Stored items:
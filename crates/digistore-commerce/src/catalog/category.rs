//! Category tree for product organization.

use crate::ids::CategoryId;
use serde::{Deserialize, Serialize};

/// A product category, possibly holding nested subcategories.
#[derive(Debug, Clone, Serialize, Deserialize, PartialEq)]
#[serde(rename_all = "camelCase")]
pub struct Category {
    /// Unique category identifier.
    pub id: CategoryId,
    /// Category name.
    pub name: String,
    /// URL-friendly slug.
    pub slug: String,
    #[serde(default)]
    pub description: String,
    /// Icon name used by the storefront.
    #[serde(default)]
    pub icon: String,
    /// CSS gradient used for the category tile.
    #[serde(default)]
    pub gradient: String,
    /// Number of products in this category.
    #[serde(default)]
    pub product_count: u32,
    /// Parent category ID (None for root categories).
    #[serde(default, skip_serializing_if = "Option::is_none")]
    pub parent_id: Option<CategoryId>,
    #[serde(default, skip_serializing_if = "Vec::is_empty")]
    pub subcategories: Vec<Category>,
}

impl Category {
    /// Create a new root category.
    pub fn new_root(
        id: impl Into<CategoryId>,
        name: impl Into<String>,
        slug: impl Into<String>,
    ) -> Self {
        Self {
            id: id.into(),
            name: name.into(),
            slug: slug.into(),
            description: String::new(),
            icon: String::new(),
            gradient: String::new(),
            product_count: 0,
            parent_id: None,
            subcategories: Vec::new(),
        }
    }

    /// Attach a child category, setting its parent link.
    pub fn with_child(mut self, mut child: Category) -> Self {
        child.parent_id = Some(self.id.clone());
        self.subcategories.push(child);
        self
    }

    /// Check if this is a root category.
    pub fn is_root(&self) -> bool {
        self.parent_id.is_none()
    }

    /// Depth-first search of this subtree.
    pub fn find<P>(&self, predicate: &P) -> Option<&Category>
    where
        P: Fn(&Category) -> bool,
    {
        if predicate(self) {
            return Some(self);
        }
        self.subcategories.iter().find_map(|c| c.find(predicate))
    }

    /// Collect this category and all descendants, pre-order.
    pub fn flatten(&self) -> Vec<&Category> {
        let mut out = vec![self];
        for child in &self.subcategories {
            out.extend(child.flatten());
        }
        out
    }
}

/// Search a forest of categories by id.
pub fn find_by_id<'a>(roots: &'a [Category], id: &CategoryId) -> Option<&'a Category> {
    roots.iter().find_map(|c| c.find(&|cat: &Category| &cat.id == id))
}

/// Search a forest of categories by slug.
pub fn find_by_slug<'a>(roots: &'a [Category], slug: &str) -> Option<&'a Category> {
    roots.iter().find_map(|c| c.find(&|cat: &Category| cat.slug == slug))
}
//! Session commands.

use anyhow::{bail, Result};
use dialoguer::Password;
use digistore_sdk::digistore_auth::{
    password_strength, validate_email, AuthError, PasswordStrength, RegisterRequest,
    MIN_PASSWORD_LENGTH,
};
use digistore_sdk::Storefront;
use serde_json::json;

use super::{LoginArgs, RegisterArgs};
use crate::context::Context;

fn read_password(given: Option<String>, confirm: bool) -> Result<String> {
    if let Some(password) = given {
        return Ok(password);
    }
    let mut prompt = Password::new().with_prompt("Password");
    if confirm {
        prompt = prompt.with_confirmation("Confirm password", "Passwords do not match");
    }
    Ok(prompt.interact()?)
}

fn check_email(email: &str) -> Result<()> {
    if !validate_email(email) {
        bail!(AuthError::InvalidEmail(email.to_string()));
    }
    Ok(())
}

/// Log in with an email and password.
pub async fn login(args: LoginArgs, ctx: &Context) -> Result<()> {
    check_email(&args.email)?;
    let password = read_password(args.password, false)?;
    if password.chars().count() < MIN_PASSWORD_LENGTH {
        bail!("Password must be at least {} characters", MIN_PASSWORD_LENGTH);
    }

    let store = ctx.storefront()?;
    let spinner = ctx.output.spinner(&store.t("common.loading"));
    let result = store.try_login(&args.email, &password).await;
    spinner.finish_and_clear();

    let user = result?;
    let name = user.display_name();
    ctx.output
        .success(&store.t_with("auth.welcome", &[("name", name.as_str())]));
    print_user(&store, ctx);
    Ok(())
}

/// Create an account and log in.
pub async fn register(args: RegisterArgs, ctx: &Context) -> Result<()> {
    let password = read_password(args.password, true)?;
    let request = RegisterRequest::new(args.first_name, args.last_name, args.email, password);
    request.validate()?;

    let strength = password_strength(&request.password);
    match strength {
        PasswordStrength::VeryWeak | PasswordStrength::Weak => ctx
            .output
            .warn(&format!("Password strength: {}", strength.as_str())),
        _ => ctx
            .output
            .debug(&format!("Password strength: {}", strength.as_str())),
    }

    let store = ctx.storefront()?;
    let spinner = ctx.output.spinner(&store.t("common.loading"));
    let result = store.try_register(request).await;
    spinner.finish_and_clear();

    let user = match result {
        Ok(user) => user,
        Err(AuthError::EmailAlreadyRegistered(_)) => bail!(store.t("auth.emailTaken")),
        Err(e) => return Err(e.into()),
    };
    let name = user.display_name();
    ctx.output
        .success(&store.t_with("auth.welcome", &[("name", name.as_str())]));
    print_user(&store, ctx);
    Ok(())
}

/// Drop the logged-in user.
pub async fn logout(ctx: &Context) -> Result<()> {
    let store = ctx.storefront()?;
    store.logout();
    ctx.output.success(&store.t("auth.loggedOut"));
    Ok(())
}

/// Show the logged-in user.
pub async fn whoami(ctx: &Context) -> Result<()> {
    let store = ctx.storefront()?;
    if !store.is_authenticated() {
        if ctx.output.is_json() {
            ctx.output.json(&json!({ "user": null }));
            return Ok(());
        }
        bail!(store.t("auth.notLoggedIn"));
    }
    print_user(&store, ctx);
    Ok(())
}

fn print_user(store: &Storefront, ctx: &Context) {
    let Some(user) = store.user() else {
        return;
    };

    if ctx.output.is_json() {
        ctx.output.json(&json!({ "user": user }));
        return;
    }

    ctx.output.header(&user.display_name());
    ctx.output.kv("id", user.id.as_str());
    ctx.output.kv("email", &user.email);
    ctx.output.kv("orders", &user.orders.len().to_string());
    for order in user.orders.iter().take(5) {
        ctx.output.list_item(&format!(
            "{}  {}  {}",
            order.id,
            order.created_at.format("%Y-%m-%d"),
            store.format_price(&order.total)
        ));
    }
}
--
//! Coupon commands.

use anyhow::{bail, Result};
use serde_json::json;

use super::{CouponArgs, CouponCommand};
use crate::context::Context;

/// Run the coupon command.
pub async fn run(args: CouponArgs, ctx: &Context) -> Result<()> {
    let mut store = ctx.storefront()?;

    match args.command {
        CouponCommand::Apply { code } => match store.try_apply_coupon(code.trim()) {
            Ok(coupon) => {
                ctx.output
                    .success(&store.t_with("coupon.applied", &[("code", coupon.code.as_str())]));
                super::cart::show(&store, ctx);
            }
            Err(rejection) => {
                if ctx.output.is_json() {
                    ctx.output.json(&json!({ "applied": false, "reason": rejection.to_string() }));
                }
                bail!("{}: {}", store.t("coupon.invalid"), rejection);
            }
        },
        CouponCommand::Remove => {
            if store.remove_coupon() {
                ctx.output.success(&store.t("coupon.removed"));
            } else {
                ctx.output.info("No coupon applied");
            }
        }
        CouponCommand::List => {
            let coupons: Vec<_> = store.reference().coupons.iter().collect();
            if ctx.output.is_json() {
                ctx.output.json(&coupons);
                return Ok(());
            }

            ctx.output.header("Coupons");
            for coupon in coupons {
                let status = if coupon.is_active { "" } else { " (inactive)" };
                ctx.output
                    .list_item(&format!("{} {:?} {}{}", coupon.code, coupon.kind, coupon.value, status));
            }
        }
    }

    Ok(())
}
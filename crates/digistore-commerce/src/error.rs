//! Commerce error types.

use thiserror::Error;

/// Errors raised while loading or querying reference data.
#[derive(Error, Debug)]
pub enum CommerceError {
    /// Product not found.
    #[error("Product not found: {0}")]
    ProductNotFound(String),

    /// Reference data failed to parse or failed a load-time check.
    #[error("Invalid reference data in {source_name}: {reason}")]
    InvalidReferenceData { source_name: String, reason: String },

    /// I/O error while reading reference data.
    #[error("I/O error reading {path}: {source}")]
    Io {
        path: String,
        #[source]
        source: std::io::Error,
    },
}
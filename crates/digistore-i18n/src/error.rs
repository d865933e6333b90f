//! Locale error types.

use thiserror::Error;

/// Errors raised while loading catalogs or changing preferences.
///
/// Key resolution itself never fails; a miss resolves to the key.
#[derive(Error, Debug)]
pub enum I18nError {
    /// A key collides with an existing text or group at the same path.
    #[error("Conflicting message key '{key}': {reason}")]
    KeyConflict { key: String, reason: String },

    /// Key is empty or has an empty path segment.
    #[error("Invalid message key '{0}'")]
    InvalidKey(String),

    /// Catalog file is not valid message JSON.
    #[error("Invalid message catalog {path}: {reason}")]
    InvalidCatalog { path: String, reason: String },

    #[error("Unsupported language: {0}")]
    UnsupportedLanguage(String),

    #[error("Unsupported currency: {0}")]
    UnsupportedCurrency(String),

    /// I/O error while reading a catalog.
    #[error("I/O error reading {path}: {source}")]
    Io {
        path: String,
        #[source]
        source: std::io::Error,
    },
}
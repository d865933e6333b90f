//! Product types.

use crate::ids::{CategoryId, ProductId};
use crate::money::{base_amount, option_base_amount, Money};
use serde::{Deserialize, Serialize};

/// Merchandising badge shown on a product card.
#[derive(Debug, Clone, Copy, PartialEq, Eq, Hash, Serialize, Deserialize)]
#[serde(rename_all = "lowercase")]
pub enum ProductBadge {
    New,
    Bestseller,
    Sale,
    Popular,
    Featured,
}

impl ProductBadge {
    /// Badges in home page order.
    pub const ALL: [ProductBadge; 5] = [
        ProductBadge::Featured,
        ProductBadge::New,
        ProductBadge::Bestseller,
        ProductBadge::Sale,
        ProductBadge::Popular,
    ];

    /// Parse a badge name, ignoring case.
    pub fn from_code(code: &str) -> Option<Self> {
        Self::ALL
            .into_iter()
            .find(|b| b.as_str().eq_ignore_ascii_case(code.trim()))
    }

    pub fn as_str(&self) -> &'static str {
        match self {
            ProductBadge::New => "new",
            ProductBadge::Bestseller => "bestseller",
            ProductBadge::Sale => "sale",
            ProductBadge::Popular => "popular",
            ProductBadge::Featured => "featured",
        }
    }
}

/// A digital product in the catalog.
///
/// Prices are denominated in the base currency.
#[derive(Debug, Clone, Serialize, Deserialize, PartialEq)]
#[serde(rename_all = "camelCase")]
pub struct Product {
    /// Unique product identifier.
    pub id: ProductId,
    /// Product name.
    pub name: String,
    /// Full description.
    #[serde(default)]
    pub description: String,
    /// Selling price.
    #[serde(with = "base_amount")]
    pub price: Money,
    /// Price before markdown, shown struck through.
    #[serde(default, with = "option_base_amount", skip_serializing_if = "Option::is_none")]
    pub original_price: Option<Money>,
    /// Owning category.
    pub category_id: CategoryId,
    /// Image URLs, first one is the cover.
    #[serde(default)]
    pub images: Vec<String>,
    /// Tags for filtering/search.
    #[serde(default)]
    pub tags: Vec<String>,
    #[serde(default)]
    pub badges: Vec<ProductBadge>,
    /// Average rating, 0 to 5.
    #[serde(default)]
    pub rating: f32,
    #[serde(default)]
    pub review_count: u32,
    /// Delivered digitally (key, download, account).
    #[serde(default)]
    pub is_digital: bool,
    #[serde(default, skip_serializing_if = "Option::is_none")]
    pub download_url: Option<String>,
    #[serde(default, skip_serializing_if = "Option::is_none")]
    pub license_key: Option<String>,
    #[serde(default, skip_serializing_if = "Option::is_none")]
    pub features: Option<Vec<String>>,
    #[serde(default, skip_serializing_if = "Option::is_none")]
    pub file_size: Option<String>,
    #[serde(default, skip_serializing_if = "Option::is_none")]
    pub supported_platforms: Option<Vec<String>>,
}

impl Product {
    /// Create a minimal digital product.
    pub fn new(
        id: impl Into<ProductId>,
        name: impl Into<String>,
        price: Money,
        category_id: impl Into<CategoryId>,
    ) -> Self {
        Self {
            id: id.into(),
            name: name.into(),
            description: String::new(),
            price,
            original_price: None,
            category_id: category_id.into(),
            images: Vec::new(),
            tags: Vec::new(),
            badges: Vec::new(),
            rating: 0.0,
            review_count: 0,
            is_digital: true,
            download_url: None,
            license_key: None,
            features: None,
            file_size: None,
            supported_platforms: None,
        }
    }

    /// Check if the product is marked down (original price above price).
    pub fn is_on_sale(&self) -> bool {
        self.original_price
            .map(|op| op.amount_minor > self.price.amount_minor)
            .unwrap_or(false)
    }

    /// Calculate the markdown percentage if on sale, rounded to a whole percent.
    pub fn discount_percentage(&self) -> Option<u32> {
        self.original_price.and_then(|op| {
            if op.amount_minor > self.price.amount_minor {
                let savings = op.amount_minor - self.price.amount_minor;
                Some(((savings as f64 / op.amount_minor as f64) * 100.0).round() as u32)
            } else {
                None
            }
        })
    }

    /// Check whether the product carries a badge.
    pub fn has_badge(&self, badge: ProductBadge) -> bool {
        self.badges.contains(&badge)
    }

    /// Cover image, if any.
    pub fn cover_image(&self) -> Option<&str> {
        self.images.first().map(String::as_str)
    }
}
---
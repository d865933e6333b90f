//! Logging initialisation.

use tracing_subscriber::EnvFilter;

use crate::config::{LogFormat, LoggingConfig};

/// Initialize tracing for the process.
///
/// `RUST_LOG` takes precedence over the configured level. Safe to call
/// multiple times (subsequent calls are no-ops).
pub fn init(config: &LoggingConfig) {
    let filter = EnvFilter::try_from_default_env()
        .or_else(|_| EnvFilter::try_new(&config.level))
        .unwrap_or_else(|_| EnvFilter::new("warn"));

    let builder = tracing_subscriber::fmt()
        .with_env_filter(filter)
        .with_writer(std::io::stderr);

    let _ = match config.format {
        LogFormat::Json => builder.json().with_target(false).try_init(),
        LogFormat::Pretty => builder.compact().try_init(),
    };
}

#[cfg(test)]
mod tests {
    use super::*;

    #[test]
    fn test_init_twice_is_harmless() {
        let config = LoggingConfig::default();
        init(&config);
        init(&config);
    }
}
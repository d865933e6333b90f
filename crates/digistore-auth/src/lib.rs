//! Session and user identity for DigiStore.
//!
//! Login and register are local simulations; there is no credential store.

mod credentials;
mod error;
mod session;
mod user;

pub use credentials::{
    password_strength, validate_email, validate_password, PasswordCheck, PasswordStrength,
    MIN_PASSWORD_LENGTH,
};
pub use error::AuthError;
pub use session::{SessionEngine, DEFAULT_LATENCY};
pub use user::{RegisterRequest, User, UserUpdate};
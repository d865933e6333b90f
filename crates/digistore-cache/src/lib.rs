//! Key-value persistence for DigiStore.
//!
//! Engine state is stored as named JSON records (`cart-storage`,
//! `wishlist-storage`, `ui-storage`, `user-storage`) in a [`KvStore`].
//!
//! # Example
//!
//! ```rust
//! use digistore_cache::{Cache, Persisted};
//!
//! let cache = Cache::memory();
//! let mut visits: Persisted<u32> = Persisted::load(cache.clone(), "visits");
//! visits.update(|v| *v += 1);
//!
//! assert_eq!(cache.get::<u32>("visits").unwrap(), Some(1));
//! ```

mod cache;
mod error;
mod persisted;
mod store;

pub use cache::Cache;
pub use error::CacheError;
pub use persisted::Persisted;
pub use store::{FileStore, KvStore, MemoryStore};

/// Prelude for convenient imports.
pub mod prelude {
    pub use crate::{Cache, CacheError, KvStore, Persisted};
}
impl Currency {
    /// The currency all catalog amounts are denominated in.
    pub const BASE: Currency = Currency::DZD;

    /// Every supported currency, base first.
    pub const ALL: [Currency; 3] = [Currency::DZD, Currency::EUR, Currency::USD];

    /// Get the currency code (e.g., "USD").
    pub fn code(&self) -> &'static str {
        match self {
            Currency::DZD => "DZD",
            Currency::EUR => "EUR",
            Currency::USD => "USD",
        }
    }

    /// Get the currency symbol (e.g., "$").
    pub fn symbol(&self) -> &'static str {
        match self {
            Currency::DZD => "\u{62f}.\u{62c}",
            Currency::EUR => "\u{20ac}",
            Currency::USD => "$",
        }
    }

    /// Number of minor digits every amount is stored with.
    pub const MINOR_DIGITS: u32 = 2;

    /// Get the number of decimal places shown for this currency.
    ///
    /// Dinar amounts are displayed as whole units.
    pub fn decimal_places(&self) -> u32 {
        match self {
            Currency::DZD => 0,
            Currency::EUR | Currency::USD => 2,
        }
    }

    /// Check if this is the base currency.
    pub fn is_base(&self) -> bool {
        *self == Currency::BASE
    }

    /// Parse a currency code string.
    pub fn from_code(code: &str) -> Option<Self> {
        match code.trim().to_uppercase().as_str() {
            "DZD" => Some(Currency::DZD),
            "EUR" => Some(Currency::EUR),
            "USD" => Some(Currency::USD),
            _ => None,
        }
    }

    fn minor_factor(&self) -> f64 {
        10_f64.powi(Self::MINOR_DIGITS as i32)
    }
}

**What you have to do:**
Return only the lines of the records in which the string "while" appears.

**Result of the exercise:**
/// Errors raised while loading or querying reference data.
    /// I/O error while reading reference data.
/// Errors raised while loading catalogs or changing preferences.
    /// I/O error while reading a catalog.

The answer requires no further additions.